## Records to use
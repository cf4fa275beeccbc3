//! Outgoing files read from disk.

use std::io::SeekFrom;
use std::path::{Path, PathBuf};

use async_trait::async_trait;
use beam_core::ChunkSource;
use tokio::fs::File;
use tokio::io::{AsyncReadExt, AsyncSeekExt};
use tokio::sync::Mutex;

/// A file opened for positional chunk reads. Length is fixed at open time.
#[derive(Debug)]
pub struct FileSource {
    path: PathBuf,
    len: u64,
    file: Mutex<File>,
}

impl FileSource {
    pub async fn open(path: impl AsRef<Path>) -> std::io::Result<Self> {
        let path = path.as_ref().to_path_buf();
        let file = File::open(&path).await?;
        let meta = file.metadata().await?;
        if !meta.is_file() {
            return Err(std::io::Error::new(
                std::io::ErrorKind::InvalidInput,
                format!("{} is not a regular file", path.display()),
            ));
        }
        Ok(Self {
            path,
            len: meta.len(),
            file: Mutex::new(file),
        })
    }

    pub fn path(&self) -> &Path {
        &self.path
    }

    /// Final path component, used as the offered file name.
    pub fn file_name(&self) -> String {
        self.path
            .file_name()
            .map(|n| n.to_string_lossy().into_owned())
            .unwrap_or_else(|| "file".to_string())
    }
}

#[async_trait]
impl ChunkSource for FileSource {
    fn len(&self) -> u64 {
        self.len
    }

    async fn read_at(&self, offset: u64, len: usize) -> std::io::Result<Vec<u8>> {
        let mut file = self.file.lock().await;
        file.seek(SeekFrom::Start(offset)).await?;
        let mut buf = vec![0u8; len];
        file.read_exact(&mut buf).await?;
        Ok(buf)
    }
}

* * *

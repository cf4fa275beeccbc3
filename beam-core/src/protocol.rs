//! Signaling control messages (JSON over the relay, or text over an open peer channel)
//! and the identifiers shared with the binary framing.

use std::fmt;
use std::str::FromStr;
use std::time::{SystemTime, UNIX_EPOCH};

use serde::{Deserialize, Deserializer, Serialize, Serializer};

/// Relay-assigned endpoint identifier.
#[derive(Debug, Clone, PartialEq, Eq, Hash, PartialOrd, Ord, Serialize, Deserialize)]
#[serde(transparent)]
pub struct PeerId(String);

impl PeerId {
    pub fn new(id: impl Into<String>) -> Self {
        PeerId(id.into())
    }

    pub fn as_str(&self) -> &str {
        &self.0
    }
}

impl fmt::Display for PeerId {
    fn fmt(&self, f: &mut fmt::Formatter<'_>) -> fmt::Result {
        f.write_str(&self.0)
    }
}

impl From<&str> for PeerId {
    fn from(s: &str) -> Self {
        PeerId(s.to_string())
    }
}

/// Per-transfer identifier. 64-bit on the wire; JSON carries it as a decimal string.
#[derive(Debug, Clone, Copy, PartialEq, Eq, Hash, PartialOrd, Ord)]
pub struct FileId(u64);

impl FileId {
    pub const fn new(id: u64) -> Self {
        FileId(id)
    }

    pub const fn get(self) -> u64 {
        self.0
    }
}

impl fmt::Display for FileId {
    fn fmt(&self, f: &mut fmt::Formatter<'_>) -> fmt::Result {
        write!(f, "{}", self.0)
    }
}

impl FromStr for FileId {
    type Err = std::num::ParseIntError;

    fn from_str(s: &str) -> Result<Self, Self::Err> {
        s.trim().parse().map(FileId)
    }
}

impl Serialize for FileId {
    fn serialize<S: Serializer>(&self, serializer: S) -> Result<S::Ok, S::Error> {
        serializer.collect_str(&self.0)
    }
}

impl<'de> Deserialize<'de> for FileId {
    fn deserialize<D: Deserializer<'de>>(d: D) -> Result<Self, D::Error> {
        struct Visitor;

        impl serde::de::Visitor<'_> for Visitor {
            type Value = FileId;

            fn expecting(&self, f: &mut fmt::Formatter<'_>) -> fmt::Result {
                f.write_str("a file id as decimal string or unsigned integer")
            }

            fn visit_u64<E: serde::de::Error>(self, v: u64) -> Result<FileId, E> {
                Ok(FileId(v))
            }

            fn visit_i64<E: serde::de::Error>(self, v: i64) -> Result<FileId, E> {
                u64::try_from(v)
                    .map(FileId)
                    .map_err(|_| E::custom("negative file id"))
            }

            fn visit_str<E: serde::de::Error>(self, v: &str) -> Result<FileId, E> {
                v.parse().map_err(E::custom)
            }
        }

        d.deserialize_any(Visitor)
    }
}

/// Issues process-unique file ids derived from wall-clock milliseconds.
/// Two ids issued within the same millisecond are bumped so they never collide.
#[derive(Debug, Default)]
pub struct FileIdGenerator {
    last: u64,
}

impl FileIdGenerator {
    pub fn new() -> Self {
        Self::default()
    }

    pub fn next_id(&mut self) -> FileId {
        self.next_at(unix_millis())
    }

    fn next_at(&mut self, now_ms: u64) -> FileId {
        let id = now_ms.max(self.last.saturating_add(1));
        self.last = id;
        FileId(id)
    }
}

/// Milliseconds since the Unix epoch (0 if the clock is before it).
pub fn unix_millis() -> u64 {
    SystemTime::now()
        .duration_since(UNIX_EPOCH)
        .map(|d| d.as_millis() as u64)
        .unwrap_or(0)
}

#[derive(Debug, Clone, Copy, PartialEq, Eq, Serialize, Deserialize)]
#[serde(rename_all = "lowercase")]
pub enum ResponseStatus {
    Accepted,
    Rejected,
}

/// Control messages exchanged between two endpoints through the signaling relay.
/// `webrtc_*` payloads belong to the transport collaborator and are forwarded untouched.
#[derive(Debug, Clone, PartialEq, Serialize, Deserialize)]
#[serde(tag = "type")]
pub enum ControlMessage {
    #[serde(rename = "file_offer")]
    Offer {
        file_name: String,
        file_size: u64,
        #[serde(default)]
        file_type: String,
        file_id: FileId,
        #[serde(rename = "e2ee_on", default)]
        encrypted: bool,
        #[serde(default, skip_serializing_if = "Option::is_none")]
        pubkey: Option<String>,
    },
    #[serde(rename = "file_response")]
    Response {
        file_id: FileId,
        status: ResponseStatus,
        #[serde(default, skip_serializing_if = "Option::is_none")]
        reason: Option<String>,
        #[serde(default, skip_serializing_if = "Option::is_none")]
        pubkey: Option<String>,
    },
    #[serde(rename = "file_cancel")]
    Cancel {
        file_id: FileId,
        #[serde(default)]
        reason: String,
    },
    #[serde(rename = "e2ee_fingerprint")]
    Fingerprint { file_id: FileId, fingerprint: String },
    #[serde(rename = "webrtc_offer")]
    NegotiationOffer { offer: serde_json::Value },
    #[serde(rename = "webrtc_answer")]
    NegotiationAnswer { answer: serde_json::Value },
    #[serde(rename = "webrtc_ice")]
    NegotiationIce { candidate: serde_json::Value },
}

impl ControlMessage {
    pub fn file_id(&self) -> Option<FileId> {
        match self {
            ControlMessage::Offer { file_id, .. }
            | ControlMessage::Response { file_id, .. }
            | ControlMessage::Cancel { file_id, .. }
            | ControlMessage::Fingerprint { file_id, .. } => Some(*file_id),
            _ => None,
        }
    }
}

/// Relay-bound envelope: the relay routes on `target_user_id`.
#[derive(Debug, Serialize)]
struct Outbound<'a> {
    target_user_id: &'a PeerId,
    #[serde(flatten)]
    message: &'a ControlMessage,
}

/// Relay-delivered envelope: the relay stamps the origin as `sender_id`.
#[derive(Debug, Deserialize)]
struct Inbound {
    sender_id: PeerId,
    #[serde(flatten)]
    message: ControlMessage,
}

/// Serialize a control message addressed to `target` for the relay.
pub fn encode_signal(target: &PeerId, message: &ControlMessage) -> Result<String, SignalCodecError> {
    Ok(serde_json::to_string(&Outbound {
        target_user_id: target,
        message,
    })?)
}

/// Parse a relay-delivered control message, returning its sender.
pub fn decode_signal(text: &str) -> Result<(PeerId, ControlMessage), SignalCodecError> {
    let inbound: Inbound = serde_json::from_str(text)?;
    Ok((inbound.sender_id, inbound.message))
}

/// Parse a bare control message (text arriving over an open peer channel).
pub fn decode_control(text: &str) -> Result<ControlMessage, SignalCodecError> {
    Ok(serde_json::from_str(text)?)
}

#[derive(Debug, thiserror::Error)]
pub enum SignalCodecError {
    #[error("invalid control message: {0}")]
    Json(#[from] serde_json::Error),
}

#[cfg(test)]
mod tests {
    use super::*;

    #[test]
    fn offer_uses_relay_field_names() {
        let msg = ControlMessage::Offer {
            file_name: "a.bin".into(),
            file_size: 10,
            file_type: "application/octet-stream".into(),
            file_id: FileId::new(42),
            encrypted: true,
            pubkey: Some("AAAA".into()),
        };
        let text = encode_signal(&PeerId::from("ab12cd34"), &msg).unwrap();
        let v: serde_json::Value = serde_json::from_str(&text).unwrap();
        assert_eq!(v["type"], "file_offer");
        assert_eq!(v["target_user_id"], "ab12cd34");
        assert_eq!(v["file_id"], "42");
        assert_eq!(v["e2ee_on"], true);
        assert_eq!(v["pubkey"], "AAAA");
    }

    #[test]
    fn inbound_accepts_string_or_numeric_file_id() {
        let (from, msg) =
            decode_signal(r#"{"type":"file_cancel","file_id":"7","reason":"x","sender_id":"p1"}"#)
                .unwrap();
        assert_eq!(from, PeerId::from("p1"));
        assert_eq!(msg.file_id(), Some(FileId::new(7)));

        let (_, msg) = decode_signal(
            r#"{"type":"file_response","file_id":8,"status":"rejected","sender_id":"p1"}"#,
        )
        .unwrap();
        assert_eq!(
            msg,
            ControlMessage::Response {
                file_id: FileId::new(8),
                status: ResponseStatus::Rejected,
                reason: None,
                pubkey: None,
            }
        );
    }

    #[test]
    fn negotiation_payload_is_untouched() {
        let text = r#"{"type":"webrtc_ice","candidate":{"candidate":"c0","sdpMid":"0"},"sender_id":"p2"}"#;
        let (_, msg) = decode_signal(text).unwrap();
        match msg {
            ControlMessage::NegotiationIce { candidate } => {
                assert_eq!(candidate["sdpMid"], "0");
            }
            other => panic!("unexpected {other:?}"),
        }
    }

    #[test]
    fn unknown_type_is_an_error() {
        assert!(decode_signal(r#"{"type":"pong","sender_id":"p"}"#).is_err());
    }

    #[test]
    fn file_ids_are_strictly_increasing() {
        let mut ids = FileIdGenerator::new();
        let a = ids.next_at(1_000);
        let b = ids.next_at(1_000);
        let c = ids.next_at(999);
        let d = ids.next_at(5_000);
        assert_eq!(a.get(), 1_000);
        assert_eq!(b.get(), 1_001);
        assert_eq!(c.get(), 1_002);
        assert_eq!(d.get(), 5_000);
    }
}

--

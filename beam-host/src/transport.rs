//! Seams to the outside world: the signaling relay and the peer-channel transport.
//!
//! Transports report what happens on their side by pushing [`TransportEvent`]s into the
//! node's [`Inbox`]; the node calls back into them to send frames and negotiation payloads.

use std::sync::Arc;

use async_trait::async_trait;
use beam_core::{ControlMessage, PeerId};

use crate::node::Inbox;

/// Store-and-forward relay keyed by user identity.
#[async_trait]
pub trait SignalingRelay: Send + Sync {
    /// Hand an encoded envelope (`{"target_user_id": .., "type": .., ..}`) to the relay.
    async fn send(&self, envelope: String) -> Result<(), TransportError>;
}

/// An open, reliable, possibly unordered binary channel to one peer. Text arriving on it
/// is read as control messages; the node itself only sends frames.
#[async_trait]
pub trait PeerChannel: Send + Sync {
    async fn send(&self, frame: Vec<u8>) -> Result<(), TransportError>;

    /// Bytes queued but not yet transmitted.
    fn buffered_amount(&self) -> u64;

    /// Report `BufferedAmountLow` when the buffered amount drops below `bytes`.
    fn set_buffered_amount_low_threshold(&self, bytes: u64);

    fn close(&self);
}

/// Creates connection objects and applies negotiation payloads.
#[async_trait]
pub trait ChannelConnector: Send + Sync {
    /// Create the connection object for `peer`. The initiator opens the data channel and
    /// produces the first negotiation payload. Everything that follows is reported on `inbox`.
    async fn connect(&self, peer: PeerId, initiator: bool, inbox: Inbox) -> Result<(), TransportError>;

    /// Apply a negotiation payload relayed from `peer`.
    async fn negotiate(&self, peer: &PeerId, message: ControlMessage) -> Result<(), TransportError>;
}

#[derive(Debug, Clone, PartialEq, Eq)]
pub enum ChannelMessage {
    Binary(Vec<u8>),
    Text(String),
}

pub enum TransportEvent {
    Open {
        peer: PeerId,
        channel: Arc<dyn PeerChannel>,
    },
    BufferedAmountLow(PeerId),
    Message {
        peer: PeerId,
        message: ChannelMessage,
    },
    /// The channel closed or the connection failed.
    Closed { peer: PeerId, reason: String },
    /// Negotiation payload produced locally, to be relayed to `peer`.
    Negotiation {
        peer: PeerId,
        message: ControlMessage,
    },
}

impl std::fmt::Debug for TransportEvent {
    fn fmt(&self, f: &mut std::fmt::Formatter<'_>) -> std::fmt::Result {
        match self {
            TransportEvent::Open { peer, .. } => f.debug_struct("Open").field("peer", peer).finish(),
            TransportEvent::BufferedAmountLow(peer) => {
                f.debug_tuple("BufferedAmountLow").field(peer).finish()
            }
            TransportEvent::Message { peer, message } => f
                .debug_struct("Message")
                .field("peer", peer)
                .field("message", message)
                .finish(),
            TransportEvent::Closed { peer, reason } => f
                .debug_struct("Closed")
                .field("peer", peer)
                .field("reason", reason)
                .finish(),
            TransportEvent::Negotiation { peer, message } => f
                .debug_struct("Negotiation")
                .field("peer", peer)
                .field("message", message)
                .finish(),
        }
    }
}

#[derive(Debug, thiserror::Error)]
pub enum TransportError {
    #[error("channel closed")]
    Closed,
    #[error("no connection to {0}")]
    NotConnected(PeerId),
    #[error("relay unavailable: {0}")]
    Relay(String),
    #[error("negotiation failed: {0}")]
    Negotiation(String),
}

## Action item
Return every line above that contains the word "PartialEq".

## Solution below
#[derive(Debug, Clone, PartialEq, Eq, Hash, PartialOrd, Ord, Serialize, Deserialize)]
#[derive(Debug, Clone, Copy, PartialEq, Eq, Hash, PartialOrd, Ord)]
#[derive(Debug, Clone, Copy, PartialEq, Eq, Serialize, Deserialize)]
#[derive(Debug, Clone, PartialEq, Serialize, Deserialize)]
#[derive(Debug, Clone, PartialEq, Eq)]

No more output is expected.